Certes, devant ces arguments, M. Mélenchon fera appel à la vieille stratégie d’annulation du messager, en utilisant l’argument ad hominem de l’interlocuteur payé par le gouvernement américain ou par «l’extrême droite» vénézuélienne, comme il l’a fait avec Mme Debray, alors qu’il a complètement perdu ses manières. Je pourrais lui dire qu’il devrait breveter une boîte de bruit comme les vaches qui au lieu de sonner «Muhu» dirait «Impérialisme Yankiiiiiii», mais ce serait une réponse idiote sans n’importe quel engagement. Non. Face à cet argument, je mets simplement ma parole. Je suis une personne d’engagement social, personne ne me paie pour dire ce que je pense et je n’affirme jamais des choses avec lesquelles je ne suis pas d’accord. Cependant, s’il y a un chèque pour moi au Département d’État américain, je l’aimerais bien parce que, je n’ai pas honte de le dire, hier soir j’ai mangé de l’arepa sans jambon ni fromage parce que je n’avais rien pour le remplir.
A la fin du débat sur le Venezuela, le député Mélenchon a demandé à Laurence Debray qu’il aimerait savoir comment vit la famille Burgos au Venezuela. Eh bien, me voilà, monsieur Mélenchon, je m’appelle Osvaldo Burgos, je suis le cousin de Laurence Debray. J’ai un doctorat en communication et musique et 22 ans d’expérience en tant que professeur dans l’une des principales universités du pays et la nuit dernière, je n’avais rien à quoi remplir mon arepa. Aujourd’hui, mon salaire équivaut à 6 dollars par mois, en prenant comme référence le prix du dollar au marché noir, qui est le seul taux de change auquel les Vénézuéliens ont accès, qu’on n’est pas liés au gouvernement et avec lequel ce qui reste bouge du commerce dans le pays. Avec l’hyperinflation qu’on vit au Venezuela, demain, mon salaire sera encore mineur que maintenant.

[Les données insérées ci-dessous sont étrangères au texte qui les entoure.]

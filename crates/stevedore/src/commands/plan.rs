//! Shows how an image name would be pulled without copying anything.
use std::path::PathBuf;

use anyhow::{Context, Result};
use clap::Parser;
use libimage::goal::GoalBuilder;
use libimage::registries::RegistriesConf;
use libimage::store::{default_graph_root, LocalStore};
use libimage::PullGoal;
use serde_json::{json, Value};

use super::write_output;
use crate::GlobalOpts;

/// Show the candidate pulls for an image name
#[derive(Parser, Debug)]
pub struct Plan {
    /// image name, short name or transport reference
    pub name: String,
    /// print the plan as JSON
    #[clap(long)]
    pub json: bool,
}

fn resolve(name: &str, global: &GlobalOpts) -> Result<PullGoal> {
    let graph_root = global.root.clone().unwrap_or_else(default_graph_root);
    let conf_path: PathBuf = global
        .registries_conf
        .clone()
        .unwrap_or_else(RegistriesConf::system_path);
    let registries = RegistriesConf::load(&conf_path)
        .with_context(|| format!("failed to load {}", conf_path.display()))?;
    let store = LocalStore::new(graph_root);

    GoalBuilder::new(&store, &registries)
        .from_heuristic_source(name)
        .with_context(|| format!("failed to resolve {name}"))
}

fn summarize(goal: &PullGoal) -> Value {
    let candidates: Vec<Value> = goal
        .ref_pairs()
        .iter()
        .map(|pair| {
            json!({
                "image": pair.image,
                "source": pair.src.to_string(),
                "destination": pair.dst.to_string(),
            })
        })
        .collect();
    json!({
        "pullAllPairs": goal.pull_all_pairs(),
        "usedSearchRegistries": goal.used_search_registries(),
        "searchedRegistries": goal.searched_registries(),
        "candidates": candidates,
    })
}

fn render_text(goal: &PullGoal) -> String {
    let mut lines = vec![format!("{:<18}{}", "Pull all pairs", goal.pull_all_pairs())];
    if goal.used_search_registries() {
        lines.push(format!(
            "{:<18}{}",
            "Searched",
            goal.searched_registries().join(", ")
        ));
    }
    for pair in goal.ref_pairs().iter() {
        lines.push(format!("{:<18}{} -> {}", pair.image, pair.src, pair.dst));
    }
    lines.join("\n")
}

pub fn plan(args: Plan, global: &GlobalOpts) -> Result<()> {
    let goal = resolve(&args.name, global)?;
    tracing::debug!(?goal, "resolved pull goal");
    let output = if args.json {
        serde_json::to_string_pretty(&summarize(&goal))?
    } else {
        render_text(&goal)
    };
    write_output(None, &output)
}

#[cfg(test)]
mod tests {
    use std::fs;

    use anyhow::Result;

    use super::*;

    fn global(root: PathBuf, registries_conf: PathBuf) -> GlobalOpts {
        GlobalOpts {
            log: None,
            debug: false,
            log_format: None,
            log_level: None,
            root: Some(root),
            registries_conf: Some(registries_conf),
        }
    }

    #[test]
    fn test_short_name_uses_search_registries() -> Result<()> {
        let dir = tempfile::tempdir()?;
        let conf = dir.path().join("registries.conf");
        fs::write(&conf, "unqualified-search-registries = [\"quay.io\", \"docker.io\"]\n")?;

        let goal = resolve("busybox", &global(dir.path().join("storage"), conf))?;
        let summary = summarize(&goal);
        assert_eq!(summary["usedSearchRegistries"], true);
        assert_eq!(summary["pullAllPairs"], false);
        let images: Vec<&str> = summary["candidates"]
            .as_array()
            .unwrap()
            .iter()
            .filter_map(|c| c["image"].as_str())
            .collect();
        assert_eq!(images, vec!["quay.io/busybox", "docker.io/busybox"]);
        Ok(())
    }

    #[test]
    fn test_short_name_without_registries_fails() -> Result<()> {
        let dir = tempfile::tempdir()?;
        let goal = resolve(
            "busybox",
            &global(dir.path().join("storage"), dir.path().join("missing.conf")),
        );
        let err = goal.err().context("expected a resolution failure")?;
        let root = err.root_cause().to_string();
        assert!(root.contains("no search registries"), "{root}");
        Ok(())
    }

    #[test]
    fn test_qualified_name_is_a_single_pair() -> Result<()> {
        let dir = tempfile::tempdir()?;
        let goal = resolve(
            "quay.io/libpod/alpine:latest",
            &global(dir.path().join("storage"), dir.path().join("missing.conf")),
        )?;
        assert_eq!(goal.ref_pairs().len(), 1);
        assert!(!goal.used_search_registries());
        assert!(render_text(&goal).contains("quay.io/libpod/alpine:latest"));
        Ok(())
    }
}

Si le député ne me croit pas, je l’invite à venir séjourner quelque temps dans ce Venezuela que les socialistes autoproclamés du XXIe siècle ont construit et, oui, il aime bien, je propose que l’on échange de maison et je déménage à Paris et lui, il reste à Caracas. Peut-être qu’au milieu de l’année prochaine, j’aurai un croissant le dimanche après avoir fait de l’exercice avec ma femme au Jardin du Luxembourg alors qu’il ferait la queue pour acheter un kilo de pâtes dans un supermarché comblé de gens au centre-ville.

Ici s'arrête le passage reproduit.